Task directions: From the data below, copy each line that includes the word "DynamicImage".
------ Extracted material
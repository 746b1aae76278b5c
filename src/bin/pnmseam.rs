use std::path::{Path, PathBuf};
use std::process::ExitCode;

use anyhow::{Context, Result};
use clap::{value_parser, Arg, ArgAction, ArgMatches, Command};
use image::{DynamicImage, ImageFormat, RgbaImage};
use tracing::info;
use tracing_subscriber::{layer::SubscriberExt, util::SubscriberInitExt, EnvFilter};

use pnmseam::{CostTableStrategy, EnergyField, SeamCarver};

fn cli() -> Command {
    Command::new("pnmseam")
        .version(env!("CARGO_PKG_VERSION"))
        .author("Elf M. Sternberg <elf.sternberg@gmail.com>")
        .about("Content-aware image narrowing by seam carving")
        .arg(
            Arg::new("input")
                .help("The image to carve")
                .required(true)
                .index(1)
                .value_parser(value_parser!(PathBuf)),
        )
        .arg(
            Arg::new("output")
                .help("Where to write the carved image; the format follows the extension")
                .required(true)
                .index(2)
                .value_parser(value_parser!(PathBuf)),
        )
        .arg(
            Arg::new("seams")
                .short('n')
                .long("seams")
                .value_name("N")
                .help("How many columns to remove")
                .required(true)
                .value_parser(value_parser!(u32)),
        )
        .arg(
            Arg::new("strategy")
                .long("strategy")
                .help("How the cost table is kept current between removals")
                .value_parser(["full", "incremental"])
                .default_value("incremental"),
        )
        .arg(
            Arg::new("energy")
                .long("energy")
                .value_name("PATH")
                .help("Also write the energy map of the input as a grayscale image")
                .value_parser(value_parser!(PathBuf)),
        )
        .arg(
            Arg::new("verbose")
                .short('v')
                .long("verbose")
                .help("Log each carve at debug level")
                .action(ArgAction::SetTrue),
        )
}

fn main() -> ExitCode {
    let matches = cli().get_matches();

    let level = if matches.get_flag("verbose") { "debug" } else { "info" };
    tracing_subscriber::registry()
        .with(
            EnvFilter::try_from_default_env()
                .unwrap_or_else(|_| format!("pnmseam={level}").into()),
        )
        .with(
            tracing_subscriber::fmt::layer()
                .with_writer(std::io::stderr)
                .with_target(false),
        )
        .init();

    if let Err(err) = run(&matches) {
        tracing::error!("{err:#}");
        return ExitCode::FAILURE;
    }

    ExitCode::SUCCESS
}

fn run(matches: &ArgMatches) -> Result<()> {
    let input = matches
        .get_one::<PathBuf>("input")
        .context("no input image given")?;
    let output = matches
        .get_one::<PathBuf>("output")
        .context("no output path given")?;
    let seams = *matches
        .get_one::<u32>("seams")
        .context("no seam count given")?;
    let strategy: CostTableStrategy = matches
        .get_one::<String>("strategy")
        .map(String::as_str)
        .unwrap_or("incremental")
        .parse()?;

    let image = image::open(input)
        .with_context(|| format!("failed to open {}", input.display()))?
        .to_rgba8();
    info!(
        width = image.width(),
        height = image.height(),
        "loaded {}",
        input.display()
    );

    if let Some(path) = matches.get_one::<PathBuf>("energy") {
        EnergyField::from_image(&image)
            .to_image()
            .save(path)
            .with_context(|| format!("failed to write energy map to {}", path.display()))?;
    }

    let carved = SeamCarver::new(&image).strategy(strategy).carve(seams)?;
    save(carved, output)?;
    info!("wrote {}", output.display());
    Ok(())
}

// Formats without an alpha channel get the color planes only.
fn save(image: RgbaImage, path: &Path) -> Result<()> {
    let format = ImageFormat::from_path(path)
        .with_context(|| format!("cannot tell the image format of {}", path.display()))?;
    let written = match format {
        ImageFormat::Jpeg | ImageFormat::Pnm | ImageFormat::Bmp => {
            DynamicImage::ImageRgba8(image).to_rgb8().save_with_format(path, format)
        }
        _ => image.save_with_format(path, format),
    };
    written.with_context(|| format!("failed to write {}", path.display()))
}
------------
Answer section:
use image::{DynamicImage, ImageFormat, RgbaImage};
            DynamicImage::ImageRgba8(image).to_rgb8().save_with_format(path, format)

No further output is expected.